Low-nitrogen combustion device

Technical Field

The utility model relates to an energy saving and emission reduction technical field especially relates to low-nitrogen combustion apparatus.

Background

The common light-burning magnesium kiln is basically used for burning magnesium ore by using gas produced by a gas producer, harmful substances such as carbon monoxide, sulfur dioxide, nitrogen oxide, dust and the like can be generated in the process of burning the magnesium ore, particularly, a large amount of carbon monoxide can be generated in the process of filling coal in the gas producer, and if the space is closed, the carbon monoxide is not easy to diffuse, so that the carbon monoxide is easy to poison for workers.

Aiming at the problems existing in the process of firing magnesium ores in the existing light-burning magnesium kiln, a novel low-nitrogen combustion method and system for the light-burning kiln are researched, and the method and the system have important research significance for realizing low-nitrogen combustion, reducing the emission of nitrogen oxides and reducing energy consumption and cost and for industrial energy conservation and emission reduction.

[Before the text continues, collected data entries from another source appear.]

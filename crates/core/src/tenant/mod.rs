//! Company scoping and tenant-isolation primitives.
//!
//! Every persisted business record belongs to exactly one company. The scope
//! is resolved once per request from the authenticated claims and passed
//! explicitly into every data-access call; it is immutable for the lifetime
//! of the request. There is no ambient or thread-local tenant state.

pub mod error;
pub mod scope;

pub use error::TenantError;
pub use scope::{TenantOwned, TenantScope};
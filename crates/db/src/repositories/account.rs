//! Financial and operating account repository.

use chrono::Utc;
use sea_orm::{ActiveModelTrait, ColumnTrait, DbErr, EntityTrait, QueryFilter, QueryOrder, Set};
use uuid::Uuid;

use gestra_core::tenant::TenantError;
use gestra_shared::AppError;

use crate::entities::{financial_accounts, operating_accounts};
use crate::scope::TenantConn;

/// Error types for account operations.
#[derive(Debug, thiserror::Error)]
pub enum AccountError {
    /// Account not found (or owned by another company).
    #[error("account not found: {0}")]
    NotFound(Uuid),

    /// Tenant-scope integrity failure.
    #[error(transparent)]
    Tenant(#[from] TenantError),

    /// Database error.
    #[error("database error: {0}")]
    Database(#[from] DbErr),
}

impl From<AccountError> for AppError {
    fn from(err: AccountError) -> Self {
        match err {
            AccountError::NotFound(id) => Self::NotFound(format!("account {id}")),
            AccountError::Tenant(e) => Self::Integrity(e.to_string()),
            AccountError::Database(e) => Self::Database(e.to_string()),
        }
    }
}

/// Input for creating a financial account.
#[derive(Debug, Clone)]
pub struct CreateFinancialAccountInput {
    /// Account name.
    pub name: String,
    /// IBAN, for bank accounts.
    pub iban: Option<String>,
}

/// Scoped repository for cash/bank and cost-center accounts.
pub struct AccountRepository;

impl AccountRepository {
    /// Lists financial accounts of the active company.
    ///
    /// # Errors
    ///
    /// Returns an error if the query fails.
    pub async fn list_financial(
        conn: &TenantConn,
        active_only: bool,
    ) -> Result<Vec<financial_accounts::Model>, AccountError> {
        let Some(company_id) = conn.company_id() else {
            return Ok(Vec::new());
        };

        let mut query = financial_accounts::Entity::find()
            .filter(financial_accounts::Column::CompanyId.eq(company_id.into_inner()));
        if active_only {
            query = query.filter(financial_accounts::Column::IsActive.eq(true));
        }

        Ok(query
            .order_by_asc(financial_accounts::Column::Name)
            .all(conn.transaction())
            .await?)
    }

    /// Lists operating accounts of the active company.
    ///
    /// # Errors
    ///
    /// Returns an error if the query fails.
    pub async fn list_operating(
        conn: &TenantConn,
        active_only: bool,
    ) -> Result<Vec<operating_accounts::Model>, AccountError> {
        let Some(company_id) = conn.company_id() else {
            return Ok(Vec::new());
        };

        let mut query = operating_accounts::Entity::find()
            .filter(operating_accounts::Column::CompanyId.eq(company_id.into_inner()));
        if active_only {
            query = query.filter(operating_accounts::Column::IsActive.eq(true));
        }

        Ok(query
            .order_by_asc(operating_accounts::Column::Name)
            .all(conn.transaction())
            .await?)
    }

    /// Creates a financial account under the active scope.
    ///
    /// # Errors
    ///
    /// Returns `Tenant` with no active scope.
    pub async fn create_financial(
        conn: &TenantConn,
        input: CreateFinancialAccountInput,
    ) -> Result<financial_accounts::Model, AccountError> {
        let company_id = conn.scope().stamp(None)?;

        let now = Utc::now().into();
        let model = financial_accounts::ActiveModel {
            id: Set(Uuid::now_v7()),
            company_id: Set(company_id.into_inner()),
            name: Set(input.name),
            iban: Set(input.iban),
            is_active: Set(true),
            created_at: Set(now),
            updated_at: Set(now),
        };

        Ok(model.insert(conn.transaction()).await?)
    }

    /// Creates an operating account under the active scope.
    ///
    /// # Errors
    ///
    /// Returns `Tenant` with no active scope.
    pub async fn create_operating(
        conn: &TenantConn,
        name: String,
    ) -> Result<operating_accounts::Model, AccountError> {
        let company_id = conn.scope().stamp(None)?;

        let now = Utc::now().into();
        let model = operating_accounts::ActiveModel {
            id: Set(Uuid::now_v7()),
            company_id: Set(company_id.into_inner()),
            name: Set(name),
            is_active: Set(true),
            created_at: Set(now),
            updated_at: Set(now),
        };

        Ok(model.insert(conn.transaction()).await?)
    }

    /// Toggles a financial account's active flag.
    ///
    /// Deactivation gates future postings; historical entries keep their
    /// references.
    ///
    /// # Errors
    ///
    /// Returns `NotFound` for missing or foreign rows.
    pub async fn set_financial_active(
        conn: &TenantConn,
        id: Uuid,
        is_active: bool,
    ) -> Result<financial_accounts::Model, AccountError> {
        let Some(company_id) = conn.company_id() else {
            return Err(AccountError::NotFound(id));
        };

        let account = financial_accounts::Entity::find_by_id(id)
            .filter(financial_accounts::Column::CompanyId.eq(company_id.into_inner()))
            .one(conn.transaction())
            .await?
            .ok_or(AccountError::NotFound(id))?;

        let mut model: financial_accounts::ActiveModel = account.into();
        model.is_active = Set(is_active);
        model.updated_at = Set(Utc::now().into());
        Ok(model.update(conn.transaction()).await?)
    }

    /// Toggles an operating account's active flag.
    ///
    /// # Errors
    ///
    /// Returns `NotFound` for missing or foreign rows.
    pub async fn set_operating_active(
        conn: &TenantConn,
        id: Uuid,
        is_active: bool,
    ) -> Result<operating_accounts::Model, AccountError> {
        let Some(company_id) = conn.company_id() else {
            return Err(AccountError::NotFound(id));
        };

        let account = operating_accounts::Entity::find_by_id(id)
            .filter(operating_accounts::Column::CompanyId.eq(company_id.into_inner()))
            .one(conn.transaction())
            .await?
            .ok_or(AccountError::NotFound(id))?;

        let mut model: operating_accounts::ActiveModel = account.into();
        model.is_active = Set(is_active);
        model.updated_at = Set(Utc::now().into());
        Ok(model.update(conn.transaction()).await?)
    }
}
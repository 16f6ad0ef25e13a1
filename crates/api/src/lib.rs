//! HTTP API layer with Axum routes and middleware.
//!
//! This crate provides:
//! - REST API routes over the scoped repositories
//! - Authentication middleware resolving the per-request company scope
//! - Response helpers mapping the shared error taxonomy to HTTP

pub mod middleware;
pub mod responses;
pub mod routes;

use axum::Router;
use sea_orm::DatabaseConnection;
use std::sync::Arc;
use tower_http::cors::{Any, CorsLayer};
use tower_http::trace::TraceLayer;

use gestra_shared::JwtService;

/// Application state shared across handlers.
#[derive(Clone)]
pub struct AppState {
    /// Database connection pool.
    pub db: Arc<DatabaseConnection>,
    /// JWT service for token validation.
    pub jwt_service: Arc<JwtService>,
}

/// Creates the main application router.
pub fn create_router(state: AppState) -> Router {
    Router::new()
        .nest("/api/v1", routes::api_routes_with_state(state.clone()))
        .layer(TraceLayer::new_for_http())
        .layer(
            CorsLayer::new()
                .allow_origin(Any)
                .allow_methods(Any)
                .allow_headers(Any),
        )
        .with_state(state)
}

SUMMERY OF THE UTILITY MODEL

The utility model discloses a low-nitrogen combustion device to realize the low-nitrogen burning, reduce nitrogen oxide's emission, reduce energy consumption cost.

In order to realize the purpose, the technical scheme of the utility model is that:

a low-nitrogen combustion device comprises a kiln and a main gas pipeline for conveying gas, wherein a plurality of branch gas pipelines are arranged on the main gas pipeline, and a pressure regulating valve group capable of reducing the pressure in the main gas pipeline is also arranged on the main gas pipeline; be provided with the low-nitrogen burner on the kiln, a gas pipeline can provide the gas to the low-nitrogen burner, the outside of kiln is provided with control system, control system includes ignition system, flame governing system, flame monitored control system, ignition system, flame governing system, flame monitored control system all are connected with well accuse module.

Further, the ignition system comprises a high-voltage power supply, an ignition control box and an ignition needle, wherein the high-voltage power supply is electrically connected with the ignition control box, and the ignition control box provides high-voltage electricity for the ignition needle.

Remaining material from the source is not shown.